[Collected data entries]
/---

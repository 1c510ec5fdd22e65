//! TenderHub Database — SurrealDB connection management, schema
//! migrations, and repository implementations.
//!
//! This crate provides:
//! - Connection management ([`DbManager`], [`DbConfig`])
//! - Schema initialization and migrations ([`run_migrations`])
//! - Repository implementations for the `tenderhub-core` traits
//! - Error types ([`DbError`])

mod connection;
mod error;
pub mod repository;
mod schema;

pub use connection::{DbConfig, DbCredentials, DbManager};
pub use error::DbError;
pub use schema::{run_migrations, schema_v1};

\---

Retype the records in full, keeping every word as it is.

repository 1c510ec5fdd22e65
//! TenderHub Database — SurrealDB connection management, schema
//! migrations, and repository implementations.
//!
//! This crate provides:
//! - Connection management ([`DbManager`], [`DbConfig`])
//! - Schema initialization and migrations ([`run_migrations`])
//! - Repository implementations for the `tenderhub-core` traits
//! - Error types ([`DbError`])

mod connection;
mod error;
pub mod repository;
mod schema;

pub use connection::{DbConfig, DbCredentials, DbManager};
pub use error::DbError;
pub use schema::{run_migrations, schema_v1};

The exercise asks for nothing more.